9.12.2011 | Author/Source komiza12.jpg

Text: Dan Figenwald
Photo: Z. Vukasovic
Source: Croatian Traveller

We couldn’t say that Komiza hasn’t changed much since the 12th century, when this town on the island of Vis, probably the most fascinating island on the Adriatic, was first mentioned. But if there’s a place on the coast that is “immune” to tourist progress, than it’s definitely Komiza. It’s not its flaw, on the contrary. If we’re looking for a corner of true Mediterranean south, we’ll find it in Komiza, and perhaps only in Komiza.

Of course, different people have different ideas about a perfect summer, so we’re not even thinking about suggesting that Komiza is an ultimate solution for a perfect summer, but what we can do, and the thing we are doing with great gusto, is to describe to you in a few sentences what is so fascinating in a town that not so long ago had seven functioning fish processing plants. They were all united under the “Neptun”, but during the privatization process, a thing occurred that is as fascinating thing as Komiza itself (but not in a positive way) – the fish processing industry completely disappeared! Abracadabra! But let’s not add insult to injury. Let’s skip this subject that is painful to the people of Komiza and let’s start digging through its past.

During the Austria Hungary era, almost 5,000 people lived in Komiza and the surrounding area. It was the golden age of this town that lies ten kilometers from the town of Vis. WWI, the grapevine diseases, and then WWII and its consequences (closing the island for foreign tourists) forced the local population into exodus, searching for better living conditions. There is almost ten times more fishermen from Komiza and their descendants in the Californian city of San Pedro than in the whole area of this island in South Dalmatia (Komiza currently has a population of 1,680). Ranko Marinkovic, Miljenko Smoje and Ivica Vidovic – three of the best known people from Komiza – did not leave for San Pedro, but they started their successful artistic life right here in Komiza.

When the island opened in 1992 and the ban for foreign tourists was lifted, the town of Vis soon turned into a nautical hotspot and Komiza only got breadcrumbs from the table. It is on the other side of the island and is less practical to sail into, so many people skip it. But they’re missing a lot: it is peaceful enough, but then again, not boring, Komiza accepts its guests like it’s their relatives. Don’t get us wrong – tourism moved things here as well. Here we have the avant-garde Alternatura, excellent agency for organizing all sorts of excursions and sports activities, Villa Nonna, apartment stone house in its original form, almost luxurious on the inside, and the famous (and a bit too expensive) Jastozera, and Konoba Bako, the ultimate gastro-destination with an attractive terrace, enabling you to eat your dinner not a meter away from the sea.

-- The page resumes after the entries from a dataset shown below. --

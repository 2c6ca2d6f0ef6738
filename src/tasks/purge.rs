//! Stale Purge Task
//!
//! Background task that periodically removes expired entries and persists
//! the cache when anything was removed.

use std::sync::Arc;
use std::time::Duration;

use tokio::sync::RwLock;
use tokio::task::JoinHandle;
use tracing::{debug, error, info};

use crate::api::ServedCache;

/// Spawns a background task that periodically purges stale cache entries.
///
/// Each run takes the write lock on the blocking pool, so a purge and its
/// snapshot write never interleave with a request's mutation and never hold
/// up an async worker. A failed write is logged and
/// retried implicitly by the next mutation or purge.
///
/// # Returns
/// A JoinHandle for the spawned task, aborted during graceful shutdown.
pub fn spawn_purge_task(cache: Arc<RwLock<ServedCache>>, interval_secs: u64) -> JoinHandle<()> {
    let interval = Duration::from_secs(interval_secs.max(1));

    tokio::spawn(async move {
        info!(
            "Starting stale purge task with interval of {} seconds",
            interval.as_secs()
        );

        loop {
            tokio::time::sleep(interval).await;

            // The purge may write the snapshot, so it runs on the blocking pool
            let shared = cache.clone();
            let result = tokio::task::spawn_blocking(move || {
                let mut cache_guard = shared.blocking_write();
                cache_guard.purge_stale()
            })
            .await;

            match result {
                Ok(Ok(0)) => debug!("Stale purge: no expired entries found"),
                Ok(Ok(removed)) => info!("Stale purge: removed {} expired entries", removed),
                Ok(Err(e)) => {
                    error!(error = %e, "Stale purge removed entries but failed to persist")
                }
                Err(e) => error!(error = %e, "Stale purge task failed"),
            }
        }
    })
}

#[cfg(test)]
mod tests {
    use super::*;
    use crate::cache::{CacheOptions, ManualClock, SetOptions};
    use crate::persist::{MemoryStorage, PersistOptions, PersistentCache, Storage};

    fn shared_cache() -> (Arc<RwLock<ServedCache>>, Arc<MemoryStorage>, Arc<ManualClock>) {
        let storage = Arc::new(MemoryStorage::new());
        let clock = Arc::new(ManualClock::new(0));
        let shared: Arc<dyn Storage> = storage.clone();
        let cache = PersistentCache::open_with_clock(
            PersistOptions::new("purge.json", CacheOptions::with_max_entries(100)),
            shared,
            clock.clone(),
        )
        .unwrap();
        (Arc::new(RwLock::new(cache)), storage, clock)
    }

    #[tokio::test]
    async fn test_purge_task_removes_and_persists_expired_entries() {
        let (cache, storage, clock) = shared_cache();
        {
            let mut guard = cache.write().await;
            guard
                .set(
                    "expire_soon".to_string(),
                    serde_json::json!("value"),
                    SetOptions::ttl(Duration::from_millis(100)),
                )
                .unwrap();
        }
        clock.set(200);

        let handle = spawn_purge_task(cache.clone(), 1);
        tokio::time::sleep(Duration::from_millis(1500)).await;

        {
            let guard = cache.read().await;
            assert!(!guard.has("expire_soon"));
            assert_eq!(storage.raw(guard.path()).as_deref().map(str::trim), Some("[]"));
        }
        assert_eq!(storage.write_count(), 2);

        handle.abort();
    }

    #[tokio::test]
    async fn test_purge_task_preserves_valid_entries() {
        let (cache, storage, _clock) = shared_cache();
        {
            let mut guard = cache.write().await;
            guard
                .set(
                    "long_lived".to_string(),
                    serde_json::json!(1),
                    SetOptions::ttl(Duration::from_secs(3600)),
                )
                .unwrap();
        }

        let handle = spawn_purge_task(cache.clone(), 1);
        tokio::time::sleep(Duration::from_millis(1500)).await;

        assert!(cache.read().await.has("long_lived"));
        assert_eq!(storage.write_count(), 1);

        handle.abort();
    }

    #[tokio::test]
    async fn test_purge_task_can_be_aborted() {
        let (cache, _, _) = shared_cache();

        let handle = spawn_purge_task(cache, 1);
        handle.abort();

        tokio::time::sleep(Duration::from_millis(100)).await;
        assert!(handle.is_finished(), "Task should be finished after abort");
    }

    #[tokio::test]
    async fn test_purge_write_runs_off_the_runtime_thread() {
        let (cache, storage, clock) = shared_cache();
        {
            let mut guard = cache.write().await;
            guard
                .set(
                    "expire_soon".to_string(),
                    serde_json::json!("value"),
                    SetOptions::ttl(Duration::from_millis(100)),
                )
                .unwrap();
        }
        clock.set(200);
        storage.set_write_delay(Duration::from_millis(1_000));

        let handle = spawn_purge_task(cache.clone(), 1);

        // First purge starts at ~1s and its write blocks until ~2s
        let started = std::time::Instant::now();
        tokio::time::sleep(Duration::from_millis(1_300)).await;
        assert!(started.elapsed() < Duration::from_millis(1_800));

        handle.abort();
    }
}
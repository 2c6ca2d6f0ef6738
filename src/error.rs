//! Error types for the persistent cache
//!
//! Provides unified error handling using thiserror.

use std::path::PathBuf;

use axum::{
    http::StatusCode,
    response::{IntoResponse, Response},
    Json,
};
use thiserror::Error;

use crate::models::ErrorResponse;

// == Cache Error Enum ==
/// Unified error type for the persistent cache.
///
/// `NotFound` and `InvalidRequest` are only produced by the HTTP layer; the
/// cache itself signals absent keys with `None`/`false`.
#[derive(Error, Debug)]
pub enum CacheError {
    /// Capacity bounds rejected at construction
    #[error("Invalid configuration: {0}")]
    InvalidConfig(String),

    /// The storage location could not be prepared
    #[error("Failed to prepare cache location {path}: {source}")]
    StorageLocation {
        path: PathBuf,
        #[source]
        source: std::io::Error,
    },

    /// Writing the snapshot to storage failed
    #[error("Failed to write cache snapshot to {path}: {source}")]
    StorageWrite {
        path: PathBuf,
        #[source]
        source: std::io::Error,
    },

    /// The snapshot could not be encoded
    #[error("Failed to serialize cache snapshot: {0}")]
    Serialization(#[from] serde_json::Error),

    /// Key not found in cache
    #[error("Key not found: {0}")]
    NotFound(String),

    /// Invalid request data
    #[error("Invalid request: {0}")]
    InvalidRequest(String),

    /// A blocking cache operation panicked or was cancelled
    #[error("Cache task failed: {0}")]
    Task(#[from] tokio::task::JoinError),
}

impl CacheError {
    /// Builds a `StorageWrite` error for `path`.
    pub fn write(path: impl Into<PathBuf>, source: std::io::Error) -> Self {
        CacheError::StorageWrite {
            path: path.into(),
            source,
        }
    }
}

// == IntoResponse Implementation ==
impl IntoResponse for CacheError {
    fn into_response(self) -> Response {
        let status = match &self {
            CacheError::NotFound(_) => StatusCode::NOT_FOUND,
            CacheError::InvalidRequest(_) | CacheError::InvalidConfig(_) => {
                StatusCode::BAD_REQUEST
            }
            CacheError::StorageLocation { .. }
            | CacheError::StorageWrite { .. }
            | CacheError::Serialization(_)
            | CacheError::Task(_) => StatusCode::INTERNAL_SERVER_ERROR,
        };

        let body = Json(ErrorResponse::new(self.to_string()));

        (status, body).into_response()
    }
}

// == Result Type Alias ==
/// Convenience Result type for the persistent cache.
pub type Result<T> = std::result::Result<T, CacheError>;
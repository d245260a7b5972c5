use reqwest::{Client, StatusCode};

use crate::{api::types::*, config};

pub const LOGIN_PATH: &str = "/users/login";

#[derive(Clone, Default)]
pub struct ApiClient {
    client: Client,
    base_url: Option<String>,
}

impl ApiClient {
    pub fn new() -> Self {
        Self {
            client: Client::new(),
            base_url: None,
        }
    }

    pub fn new_with_base_url(base_url: impl Into<String>) -> Self {
        Self {
            client: Client::new(),
            base_url: Some(base_url.into()),
        }
    }

    async fn resolved_base_url(&self) -> String {
        if let Some(base) = &self.base_url {
            base.clone()
        } else {
            config::await_api_base_url().await
        }
    }

    /// Single request/response exchange with the authentication endpoint.
    /// Only `200 OK` with a parseable body counts as success; there is no retry.
    pub async fn login(&self, credentials: &Credentials) -> Result<AuthResult, LoginError> {
        let base_url = self.resolved_base_url().await;
        let url = endpoint(&base_url, LOGIN_PATH);
        log::debug!("POST {}", url);

        let response = self
            .client
            .post(&url)
            .json(&LoginRequest::from(credentials))
            .send()
            .await
            .map_err(|e| LoginError::failed(format!("Request failed: {}", e)))?;

        let status = response.status();
        if status != StatusCode::OK {
            return Err(LoginError::from_status(status));
        }

        let body = response
            .text()
            .await
            .map_err(|e| LoginError::failed(format!("Failed to read response: {}", e)))?;
        if body.trim().is_empty() {
            return Err(LoginError::failed("Empty response body"));
        }
        serde_json::from_str(&body)
            .map_err(|e| LoginError::failed(format!("Failed to parse response: {}", e)))
    }
}

fn endpoint(base_url: &str, path: &str) -> String {
    format!("{}{}", base_url.trim_end_matches('/'), path)
}

#[cfg(test)]
mod tests {
    use super::endpoint;

    #[test]
    fn endpoint_joins_without_double_slash() {
        assert_eq!(
            endpoint("http://api.local/", "/users/login"),
            "http://api.local/users/login"
        );
        assert_eq!(
            endpoint("http://api.local/api", "/users/login"),
            "http://api.local/api/users/login"
        );
    }
}
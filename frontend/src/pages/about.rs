use leptos::*;
use leptos_meta::Title;

#[component]
pub fn AboutPage() -> impl IntoView {
    view! {
        <Title text="About Us"/>
        <section class="max-w-4xl mx-auto py-12 px-4 space-y-6">
            <h1 class="text-4xl font-bold text-gray-900">"About Us"</h1>
            <p class="text-lg text-gray-600">
                "Code with Swayam brings students, faculty and administrators together around competitions, mentorships, quizzes and daily practice."
            </p>
            <p class="text-gray-600">
                "Students build a track record, faculty run sessions and track progress, and administrators keep the calendar of events running."
            </p>
        </section>
    }
}
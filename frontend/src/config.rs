use serde::{Deserialize, Serialize};
use std::sync::OnceLock;

pub const DEFAULT_API_BASE_URL: &str = "http://localhost:5000/api";

#[derive(Debug, Clone, Default, Serialize, Deserialize)]
pub struct RuntimeConfig {
    pub api_base_url: Option<String>,
}

static API_BASE_URL: OnceLock<String> = OnceLock::new();

/// Trims whitespace and trailing slashes; blank values count as unset.
pub fn normalize_base_url(raw: &str) -> Option<String> {
    let trimmed = raw.trim().trim_end_matches('/');
    if trimmed.is_empty() {
        None
    } else {
        Some(trimmed.to_string())
    }
}

fn build_time_base_url() -> Option<String> {
    option_env!("PORTAL_API_URL").and_then(normalize_base_url)
}

fn cache_base_url(value: &str) -> String {
    let value = value.to_string();
    let _ = API_BASE_URL.set(value.clone());
    API_BASE_URL.get().cloned().unwrap_or(value)
}

#[cfg(target_arch = "wasm32")]
mod browser {
    use super::{normalize_base_url, RuntimeConfig};
    use wasm_bindgen::JsValue;

    const ENV_GLOBAL: &str = "__PORTAL_ENV";
    const CONFIG_GLOBAL: &str = "__PORTAL_CONFIG";

    fn read_global(name: &str, keys: &[&str]) -> Option<String> {
        let w = web_sys::window()?;
        let any = js_sys::Reflect::get(&w, &name.into()).ok()?;
        if any.is_undefined() || any.is_null() {
            return None;
        }
        let obj = js_sys::Object::from(any);
        keys.iter()
            .filter_map(|key| js_sys::Reflect::get(&obj, &(*key).into()).ok())
            .filter(|v| !v.is_undefined() && !v.is_null())
            .find_map(|v| v.as_string())
            .and_then(|v| normalize_base_url(&v))
    }

    // window.__PORTAL_ENV = { API_BASE_URL: "..." } (env.js) wins over
    // window.__PORTAL_CONFIG = { api_base_url: "..." }.
    pub(super) fn snapshot_from_globals() -> Option<String> {
        read_global(ENV_GLOBAL, &["API_BASE_URL", "api_base_url"])
            .or_else(|| read_global(CONFIG_GLOBAL, &["api_base_url", "API_BASE_URL"]))
    }

    pub(super) fn write_window_config(cfg: &RuntimeConfig) {
        let (Some(url), Some(w)) = (&cfg.api_base_url, web_sys::window()) else {
            return;
        };
        let obj = js_sys::Object::new();
        let _ = js_sys::Reflect::set(&obj, &"api_base_url".into(), &JsValue::from_str(url));
        let _ = js_sys::Reflect::set(&w, &CONFIG_GLOBAL.into(), &obj);
    }

    pub(super) async fn fetch_runtime_config() -> Option<RuntimeConfig> {
        let origin = web_sys::window()?.location().origin().ok()?;
        let resp = reqwest::get(format!("{}/config.json", origin)).await.ok()?;
        if !resp.status().is_success() {
            return None;
        }
        resp.json::<RuntimeConfig>().await.ok()
    }
}

#[cfg(not(target_arch = "wasm32"))]
mod browser {
    use super::RuntimeConfig;

    pub(super) fn snapshot_from_globals() -> Option<String> {
        None
    }

    pub(super) fn write_window_config(_cfg: &RuntimeConfig) {}

    pub(super) async fn fetch_runtime_config() -> Option<RuntimeConfig> {
        None
    }
}

pub async fn await_api_base_url() -> String {
    if let Some(cached) = API_BASE_URL.get() {
        return cached.clone();
    }
    if let Some(existing) = browser::snapshot_from_globals() {
        log::debug!("API base URL taken from window globals");
        return cache_base_url(&existing);
    }
    if let Some(cfg) = browser::fetch_runtime_config().await {
        browser::write_window_config(&cfg);
        if let Some(url) = cfg.api_base_url.as_deref().and_then(normalize_base_url) {
            log::debug!("API base URL taken from config.json");
            return cache_base_url(&url);
        }
    }
    if let Some(url) = build_time_base_url() {
        return cache_base_url(&url);
    }
    log::info!(
        "No API base URL configured, falling back to {}",
        DEFAULT_API_BASE_URL
    );
    cache_base_url(DEFAULT_API_BASE_URL)
}

pub async fn init() {
    let _ = await_api_base_url().await;
}

#[cfg(test)]
mod tests {
    use super::*;

    #[test]
    fn normalize_base_url_trims_and_rejects_blank() {
        assert_eq!(
            normalize_base_url(" https://api.example.org/api/ ").as_deref(),
            Some("https://api.example.org/api")
        );
        assert_eq!(normalize_base_url("   "), None);
        assert_eq!(normalize_base_url("/"), None);
    }

    #[cfg(not(target_arch = "wasm32"))]
    #[tokio::test]
    async fn host_resolution_uses_build_time_value_or_default() {
        let expected = build_time_base_url().unwrap_or_else(|| DEFAULT_API_BASE_URL.to_string());
        assert_eq!(await_api_base_url().await, expected);
        // Cached on the second call.
        assert_eq!(await_api_base_url().await, expected);
    }
}
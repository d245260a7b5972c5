use leptos::*;
use leptos_meta::provide_meta_context;
use leptos_router::*;

use crate::{
    api::{ApiClient, Role},
    components::{
        guard::RequireRole,
        layout::{Footer, Header},
        toast::ToastProvider,
    },
    pages::{
        about::AboutPage,
        contact::ContactPage,
        dashboard::{AdminDashboardPage, FacultyDashboardPage, StudentDashboardPage},
        events::EventsPage,
        home::HomePage,
        login::LoginPage,
        not_found::NotFoundPage,
        practice::PracticePage,
    },
    state::{auth::AuthProvider, flash::provide_flash, session::SessionContext},
};

pub const HOME_PATH: &str = "/";
pub const LOGIN_PATH: &str = "/login";

pub const ROUTE_PATHS: &[&str] = &[
    "/",
    "/aboutus",
    "/contactus",
    "/events/*any",
    "/practice",
    "/login",
    "/admin-dashboard",
    "/faculty-dashboard",
    "/student-dashboard",
];

pub const PROTECTED_ROUTE_PATHS: &[&str] =
    &["/admin-dashboard", "/faculty-dashboard", "/student-dashboard"];

#[derive(Debug, Clone, Copy, PartialEq, Eq, Hash)]
pub enum Destination {
    AdminDashboard,
    FacultyDashboard,
    StudentDashboard,
}

impl Destination {
    pub const fn path(self) -> &'static str {
        match self {
            Destination::AdminDashboard => "/admin-dashboard",
            Destination::FacultyDashboard => "/faculty-dashboard",
            Destination::StudentDashboard => "/student-dashboard",
        }
    }

    pub fn role(self) -> Role {
        match self {
            Destination::AdminDashboard => Role::Admin,
            Destination::FacultyDashboard => Role::Faculty,
            Destination::StudentDashboard => Role::Student,
        }
    }
}

/// Where a freshly authenticated user goes.
#[derive(Debug, Clone, PartialEq, Eq)]
pub enum Redirect {
    To(Destination),
    /// Role tag the portal has no dashboard for; the user stays put.
    Stay { role: String },
}

pub fn dispatch(role: &Role) -> Redirect {
    match role {
        Role::Admin => Redirect::To(Destination::AdminDashboard),
        Role::Faculty => Redirect::To(Destination::FacultyDashboard),
        Role::Student => Redirect::To(Destination::StudentDashboard),
        Role::Unknown(raw) => Redirect::Stay { role: raw.clone() },
    }
}

pub fn mount_app() {
    mount_to_body(app_root);
}

pub fn app_root() -> impl IntoView {
    provide_meta_context();
    provide_context(ApiClient::new());
    provide_context(SessionContext::from_environment());
    provide_flash();
    view! {
        <ToastProvider>
            <AuthProvider>
                <Router>
                    <div class="bg-white min-h-screen flex flex-col">
                        <Header/>
                        <main class="flex-1">
                            <Routes>
                                <Route path="/" view=HomePage/>
                                <Route path="/aboutus" view=AboutPage/>
                                <Route path="/contactus" view=ContactPage/>
                                <Route path="/events/*any" view=EventsPage/>
                                <Route path="/practice" view=PracticePage/>
                                <Route path="/login" view=LoginPage/>
                                <Route path="/admin-dashboard" view=ProtectedAdminDashboard/>
                                <Route path="/faculty-dashboard" view=ProtectedFacultyDashboard/>
                                <Route path="/student-dashboard" view=ProtectedStudentDashboard/>
                                <Route path="/*any" view=NotFoundPage/>
                            </Routes>
                        </main>
                        <Footer/>
                    </div>
                </Router>
            </AuthProvider>
        </ToastProvider>
    }
}

#[component]
fn ProtectedAdminDashboard() -> impl IntoView {
    view! { <RequireRole role=Role::Admin><AdminDashboardPage/></RequireRole> }
}

#[component]
fn ProtectedFacultyDashboard() -> impl IntoView {
    view! { <RequireRole role=Role::Faculty><FacultyDashboardPage/></RequireRole> }
}

#[component]
fn ProtectedStudentDashboard() -> impl IntoView {
    view! { <RequireRole role=Role::Student><StudentDashboardPage/></RequireRole> }
}
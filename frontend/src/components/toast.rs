use crate::state::flash::FlashSlot;
use leptos::*;
use uuid::Uuid;

pub const TOAST_DURATION_MS: u32 = 4_000;
pub const MAX_VISIBLE_TOASTS: usize = 5;
pub const WELCOME_MESSAGE: &str = "Login successful! Welcome back.";

#[derive(Debug, Clone, Copy, PartialEq, Eq)]
pub enum Severity {
    Info,
    Success,
    Error,
}

impl Severity {
    fn classes(self) -> &'static str {
        match self {
            Severity::Info => "bg-blue-50 border-blue-300 text-blue-800",
            Severity::Success => "bg-green-50 border-green-300 text-green-800",
            Severity::Error => "bg-red-50 border-red-300 text-red-800",
        }
    }
}

#[derive(Debug, Clone, PartialEq, Eq)]
pub struct Toast {
    pub id: Uuid,
    pub severity: Severity,
    pub message: String,
}

/// Handle to the toast stack. Copy it freely; all copies share one stack.
#[derive(Debug, Clone, Copy)]
pub struct Toasts {
    items: RwSignal<Vec<Toast>>,
}

impl Toasts {
    pub fn new() -> Self {
        Self {
            items: create_rw_signal(Vec::new()),
        }
    }

    /// Stacks the message and schedules its removal. When the stack is full
    /// the oldest toast is dropped.
    pub fn notify(&self, severity: Severity, message: impl Into<String>) -> Uuid {
        let toast = Toast {
            id: Uuid::new_v4(),
            severity,
            message: message.into(),
        };
        let id = toast.id;
        self.items.update(|items| {
            items.push(toast);
            if items.len() > MAX_VISIBLE_TOASTS {
                let overflow = items.len() - MAX_VISIBLE_TOASTS;
                items.drain(..overflow);
            }
        });
        schedule_dismiss(*self, id);
        id
    }

    pub fn info(&self, message: impl Into<String>) -> Uuid {
        self.notify(Severity::Info, message)
    }

    pub fn success(&self, message: impl Into<String>) -> Uuid {
        self.notify(Severity::Success, message)
    }

    pub fn error(&self, message: impl Into<String>) -> Uuid {
        self.notify(Severity::Error, message)
    }

    pub fn dismiss(&self, id: Uuid) {
        // The stack may already be gone if the app unmounted meanwhile.
        let _ = self
            .items
            .try_update(|items| items.retain(|toast| toast.id != id));
    }

    pub fn snapshot(&self) -> Vec<Toast> {
        self.items.get_untracked()
    }

    /// Shows an error handed over through navigation state, then clears it.
    pub fn relay_flash_error(&self, flash: FlashSlot) -> bool {
        match flash.take_error() {
            Some(message) => {
                self.error(message);
                true
            }
            None => false,
        }
    }

    /// Greets a freshly logged-in user once.
    pub fn relay_welcome(&self, flash: FlashSlot) -> bool {
        let welcomed = flash.take_welcome();
        if welcomed {
            self.success(WELCOME_MESSAGE);
        }
        welcomed
    }
}

impl Default for Toasts {
    fn default() -> Self {
        Self::new()
    }
}

#[cfg(target_arch = "wasm32")]
fn schedule_dismiss(toasts: Toasts, id: Uuid) {
    wasm_bindgen_futures::spawn_local(async move {
        gloo_timers::future::TimeoutFuture::new(TOAST_DURATION_MS).await;
        toasts.dismiss(id);
    });
}

#[cfg(not(target_arch = "wasm32"))]
fn schedule_dismiss(_toasts: Toasts, _id: Uuid) {}

pub fn use_toasts() -> Toasts {
    match use_context::<Toasts>() {
        Some(toasts) => toasts,
        None => {
            let toasts = Toasts::new();
            provide_context(toasts);
            toasts
        }
    }
}

#[component]
pub fn ToastProvider(children: Children) -> impl IntoView {
    provide_context(Toasts::new());
    view! {
        <>
            {children()}
            <ToastViewport/>
        </>
    }
}

#[component]
pub fn ToastViewport() -> impl IntoView {
    let toasts = use_toasts();
    view! {
        <div class="fixed top-20 right-4 z-50 space-y-2 w-80" role="status" aria-live="polite">
            <For
                each=move || toasts.items.get()
                key=|toast| toast.id
                children=move |toast: Toast| {
                    let id = toast.id;
                    view! {
                        <div class=format!("flex items-start justify-between gap-3 border rounded-lg shadow px-4 py-3 {}", toast.severity.classes())>
                            <span class="text-sm">{toast.message}</span>
                            <button
                                type="button"
                                class="text-sm opacity-60 hover:opacity-100"
                                aria-label="Dismiss"
                                on:click=move |_| toasts.dismiss(id)
                            >
                                "×"
                            </button>
                        </div>
                    }
                }
            />
        </div>
    }
}
pub mod about;
pub mod contact;
pub mod dashboard;
pub mod events;
pub mod home;
pub mod login;
pub mod not_found;
pub mod practice;
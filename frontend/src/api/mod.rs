pub mod client;
pub mod types;

pub use client::*;
pub use types::*;

#[cfg(all(test, not(target_arch = "wasm32")))]
mod tests;
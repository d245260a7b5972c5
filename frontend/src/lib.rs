use leptos::*;

mod api;
mod components;
pub mod config;
mod pages;
pub mod router;
mod state;
pub mod utils;

#[cfg(test)]
mod test_support;

/// Browser entry point: logging, runtime config, then the app.
pub fn run() {
    console_error_panic_hook::set_once();
    if console_log::init_with_level(log::Level::Info).is_err() {
        web_sys::console::warn_1(&"Logger already initialized".into());
    }
    log::info!("Starting portal frontend");

    spawn_local(async move {
        config::init().await;
        log::info!("Runtime config initialized");
    });

    router::mount_app();
}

You will have all this with a dozen excellent beaches (mostly covered with pebbles). The most beautiful of them, Kamenica, also organizes nightly parties with house music... We did not mean it seriously when we said that it hasn’t changed much since the 12th century. It has changed, of course. It is enough just to take one look at the house of the famous Zagreb architect Davor Matekovic (the author of the “refreshed” skyscraper on Ban Jelacic square in Zagreb), which is a perfect combination of tradition and comfort. But it changed a lot slower than anywhere else in the Adriatic. Luckily for all those looking for one such summer oasis of peace and beauty.